Tashauf = Thoreqat adalah pusaka
terpenting keimanan islam.
Acapkali terdengan ejekan atau cemoohan : apa itu
tashauf, apa itu thoreqat, apakah itu sudah ada pada masa Rasulullah SAW ?. apa
itu mukan bid’ah ? dan yang semacam itu pula ada yang menganggap thoreqat itu
sesuatu yang katanya ; diada adakan dan sebagainya.
Terhadap mereka yang melontarkan ejekan demikian
sepetutnyalah kita mengangkat kedua belah tangan berdo’a :
Allahummagh firlirlahum fainnahum laya’lamuuna.

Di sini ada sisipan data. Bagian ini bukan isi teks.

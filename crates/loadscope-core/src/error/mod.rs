//! Core error types.

use thiserror::Error;

/// Errors that can occur in the measurement core.
///
/// These cover setup and artifact plumbing only. Failures observed while a
/// measurement is running (navigation errors, timeouts, crashes) are recorded
/// on the task instead, so partial artifacts are always flushed.
#[derive(Error, Debug)]
pub enum CoreError {
    /// CDP communication error.
    #[error("CDP error: {0}")]
    Cdp(#[from] loadscope_cdp::CdpError),

    /// Filesystem error while writing artifacts.
    #[error("I/O error: {0}")]
    Io(#[from] std::io::Error),

    /// JSON serialization/deserialization error.
    #[error("JSON error: {0}")]
    Json(#[from] serde_json::Error),

    /// Bodies archive error.
    #[error("zip error: {0}")]
    Zip(#[from] zip::result::ZipError),

    /// Screenshot decode error.
    #[error("image error: {0}")]
    Image(#[from] image::ImageError),

    /// An operation needed a live connection and there was none.
    #[error("not connected to a browser tab")]
    NotConnected,
}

Artinya : Ya Allah, ampunilah mereka itu karena sesungguhnya jelas bahwa
mereka itu tiada berpengetahuan.
Sebagaimana telah kita jelaskan
bahwa hidup keruhanian itu adalah jiwa perikehidupan yang mulya Nabi Besar
Muhammad SAW. Baik dimasa beliau sebelum menjadi Nabi maupun setelah menjadi
Nabi dan Rasul,
Demikian perikehidupan para shahabatnya yang utama mengikuti beliau
Lalu perata yakni dan seterusnya sampai pada masa
kita ini, bahwa hidup keruhanian itulah yang menjadi ilmu tashauf dan thoreqat.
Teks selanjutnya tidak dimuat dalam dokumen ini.